Requirement =
Once the line containing "did not take" has been printed, stop; print every line before it exactly, starting at the top of the material below.

Exercise material =
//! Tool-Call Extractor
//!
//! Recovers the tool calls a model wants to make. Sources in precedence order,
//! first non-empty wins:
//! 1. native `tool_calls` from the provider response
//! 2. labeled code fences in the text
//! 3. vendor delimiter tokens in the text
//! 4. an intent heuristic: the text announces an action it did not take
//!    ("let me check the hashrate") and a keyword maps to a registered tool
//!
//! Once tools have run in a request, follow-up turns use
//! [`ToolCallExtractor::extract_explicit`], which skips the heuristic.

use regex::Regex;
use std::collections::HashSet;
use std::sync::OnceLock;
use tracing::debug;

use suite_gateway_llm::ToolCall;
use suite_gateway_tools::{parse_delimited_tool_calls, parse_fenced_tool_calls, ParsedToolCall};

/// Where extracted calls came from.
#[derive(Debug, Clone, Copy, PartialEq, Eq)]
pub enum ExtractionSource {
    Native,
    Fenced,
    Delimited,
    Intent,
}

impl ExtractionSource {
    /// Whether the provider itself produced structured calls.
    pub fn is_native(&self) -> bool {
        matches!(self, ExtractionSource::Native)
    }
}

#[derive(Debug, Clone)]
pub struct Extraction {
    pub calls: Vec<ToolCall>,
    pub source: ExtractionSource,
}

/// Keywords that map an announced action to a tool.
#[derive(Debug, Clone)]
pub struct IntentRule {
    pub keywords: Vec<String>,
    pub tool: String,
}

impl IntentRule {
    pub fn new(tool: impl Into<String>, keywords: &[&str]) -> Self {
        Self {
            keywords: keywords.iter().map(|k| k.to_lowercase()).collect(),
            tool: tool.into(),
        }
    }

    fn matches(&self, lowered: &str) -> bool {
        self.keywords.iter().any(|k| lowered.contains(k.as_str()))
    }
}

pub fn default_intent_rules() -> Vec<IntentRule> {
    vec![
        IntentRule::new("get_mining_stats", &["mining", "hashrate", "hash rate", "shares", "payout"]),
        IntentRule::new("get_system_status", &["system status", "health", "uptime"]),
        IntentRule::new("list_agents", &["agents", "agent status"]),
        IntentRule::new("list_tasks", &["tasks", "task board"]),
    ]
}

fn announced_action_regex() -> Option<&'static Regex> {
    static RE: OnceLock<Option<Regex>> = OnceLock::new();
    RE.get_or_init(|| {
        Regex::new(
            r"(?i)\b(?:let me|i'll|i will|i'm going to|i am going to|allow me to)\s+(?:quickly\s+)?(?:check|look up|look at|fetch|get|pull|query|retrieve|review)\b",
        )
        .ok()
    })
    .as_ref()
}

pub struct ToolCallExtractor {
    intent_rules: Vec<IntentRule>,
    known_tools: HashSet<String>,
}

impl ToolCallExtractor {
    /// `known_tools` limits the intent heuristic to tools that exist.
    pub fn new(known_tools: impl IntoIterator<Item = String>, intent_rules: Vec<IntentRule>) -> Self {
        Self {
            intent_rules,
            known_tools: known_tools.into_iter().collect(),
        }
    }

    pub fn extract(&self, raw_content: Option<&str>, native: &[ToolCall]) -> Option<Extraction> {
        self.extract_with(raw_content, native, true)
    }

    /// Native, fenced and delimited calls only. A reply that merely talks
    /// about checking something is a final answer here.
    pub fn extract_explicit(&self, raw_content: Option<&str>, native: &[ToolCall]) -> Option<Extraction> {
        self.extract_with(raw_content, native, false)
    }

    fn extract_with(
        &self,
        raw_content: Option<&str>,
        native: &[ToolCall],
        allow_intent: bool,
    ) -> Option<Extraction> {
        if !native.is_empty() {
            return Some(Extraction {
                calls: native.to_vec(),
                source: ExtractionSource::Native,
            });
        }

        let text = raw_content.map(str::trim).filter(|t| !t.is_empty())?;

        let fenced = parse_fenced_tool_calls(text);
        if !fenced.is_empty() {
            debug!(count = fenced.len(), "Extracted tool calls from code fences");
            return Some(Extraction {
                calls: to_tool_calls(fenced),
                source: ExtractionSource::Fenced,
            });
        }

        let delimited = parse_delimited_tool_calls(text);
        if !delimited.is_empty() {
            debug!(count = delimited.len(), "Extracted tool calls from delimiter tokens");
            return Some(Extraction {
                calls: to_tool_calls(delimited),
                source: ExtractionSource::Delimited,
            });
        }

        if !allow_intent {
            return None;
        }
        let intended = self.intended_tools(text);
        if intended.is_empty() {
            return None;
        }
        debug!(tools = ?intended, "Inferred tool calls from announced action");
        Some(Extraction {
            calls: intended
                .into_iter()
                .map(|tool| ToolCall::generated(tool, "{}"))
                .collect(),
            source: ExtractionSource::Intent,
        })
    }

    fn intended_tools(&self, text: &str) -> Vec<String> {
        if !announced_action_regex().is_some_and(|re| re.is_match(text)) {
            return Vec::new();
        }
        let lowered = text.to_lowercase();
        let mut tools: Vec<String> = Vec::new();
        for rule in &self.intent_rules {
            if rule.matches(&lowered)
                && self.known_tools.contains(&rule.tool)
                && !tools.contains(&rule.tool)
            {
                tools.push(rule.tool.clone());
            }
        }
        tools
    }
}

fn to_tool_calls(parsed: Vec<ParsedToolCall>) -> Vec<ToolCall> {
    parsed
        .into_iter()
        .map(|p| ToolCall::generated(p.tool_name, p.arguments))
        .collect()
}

Result below =
//! Tool-Call Extractor
//!
//! Recovers the tool calls a model wants to make. Sources in precedence order,
//! first non-empty wins:
//! 1. native `tool_calls` from the provider response
//! 2. labeled code fences in the text
//! 3. vendor delimiter tokens in the text
//! 4. an intent heuristic: the text announces an action it did not take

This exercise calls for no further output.